Понятно, что такое соседство чрезвычайно удобно и для журналистов. Дом печати, построенный около ста лет назад, привлекал и привлекает СМИ всего мира прежде всего местом своего расположения (в доцифровую эпоху еще очень важны были специально подведенные коммуникации). И до сих пор под крышей этого 14-этажного «терема-теремка», с виду напоминающего скорее улей, работает целый интернациональный рой журналистов; например, нашими ближайшими соседями по этажу при мне всегда были японцы.

А незадолго до моего отъезда из Вашингтона коллеги из китайского агентства Синьхуа пригласили посмотреть их будущие хоромы. Было чему позавидовать. Половина верхнего этажа, в здании рядом с NPB. И Пенсильвания-авеню, и Белый дом с прилегающей территорией оттуда – как на ладони.

И клуб, и центр

Помимо всего прочего в NPB располагаются Национальный клуб печати США и Центр иностранной печати (FPC) Госдепартамента. И тот и другой регулярно устраивают для журналистов встречи с разными интересными и полезными людьми, так что и это соседство профессионально выгодное.

Кстати, клуб находится на 13-м этаже: NPB – одно из немногих зданий в Вашингтоне, где такой этаж имеется в наличии. Обычно американцы при нумерации пропускают его из суеверия.

Что касается FPC, это вообще первое место, куда иностранным журналистам положено являться при аккредитации в Вашингтоне.
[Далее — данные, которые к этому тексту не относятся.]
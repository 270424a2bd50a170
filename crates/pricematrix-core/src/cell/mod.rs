//! Cell-related types and utilities
//!
//! This module contains:
//! - [`CellValue`] - The computed value of a cell
//! - [`CellAddress`] - A cell's location (e.g., "A1")
//! - [`CellRange`] - A range of cells (e.g., "A1:B10")
//! - [`CellData`] - Raw text, cached value and recalculation state

mod address;
mod storage;
mod value;

pub use address::{CellAddress, CellRange, CellRangeIterator};
pub use storage::{is_formula_text, CellData, CellStorage};
pub use value::{format_number, parse_number, CellError, CellValue, ValueType};
//! Formula error types

use pricematrix_core::CellError;
use thiserror::Error;

/// Result type for formula operations
pub type FormulaResult<T> = std::result::Result<T, FormulaError>;

/// Errors that can occur during formula parsing or evaluation
///
/// Parse-time failures are stored in the cell as an error value together
/// with this error's message as a diagnostic.
#[derive(Debug, Clone, PartialEq, Eq, Error)]
pub enum FormulaError {
    /// Formula parse error
    #[error("Parse error: {0}")]
    Parse(String),

    /// Function name not in the library
    #[error("Unknown function: {0}")]
    UnknownFunction(String),

    /// Wrong number of arguments
    #[error("Wrong number of arguments for {function}: expected {expected}, got {actual}")]
    ArgumentCount {
        function: String,
        expected: String,
        actual: usize,
    },

    /// Reference outside the addressable grid
    #[error("Invalid reference: {0}")]
    InvalidReference(String),

    /// Formula evaluation error
    #[error("Evaluation error: {0}")]
    Evaluation(String),
}

impl FormulaError {
    /// The error code a cell shows for this failure
    pub fn cell_error(&self) -> CellError {
        match self {
            FormulaError::UnknownFunction(_) => CellError::UnknownFunction,
            FormulaError::InvalidReference(_) => CellError::BrokenReference,
            FormulaError::Evaluation(_) => CellError::TypeMismatch,
            FormulaError::Parse(_) | FormulaError::ArgumentCount { .. } => CellError::Parse,
        }
    }
}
Там репортеров «ставят на учет» и оформляют им пресс-карточки. Туда же люди, как правило, обращаются потом и с различными текущими вопросами – от профессиональных до бытовых.

Нам это делать было сподручно, потому что наше отделение и офис FPC находились буквально через этаж: мы на десятом, они на восьмом. Так что общались мы по-соседски тесно, и со временем рабочие отношения нередко перерастали в приятельские, почти дружеские. Я и «официально» и публично, на новогодних и прочих приемах, и с глазу на глаз много раз говорил сотрудникам центра, что считаю их нашими лучшими друзьями в Вашингтоне.

Eye Candy

Вот, кстати, забавная иллюстрация, показывающая, как к рабочим отношениям примешиваются личные нотки. Как-то раз наш «куратор» в FPC (обязанности там делились среди сотрудников по регионам), молодая симпатичная латиноамериканка, шутливо выговорила мне за то, что в ТАСС уж слишком красивые стажерки.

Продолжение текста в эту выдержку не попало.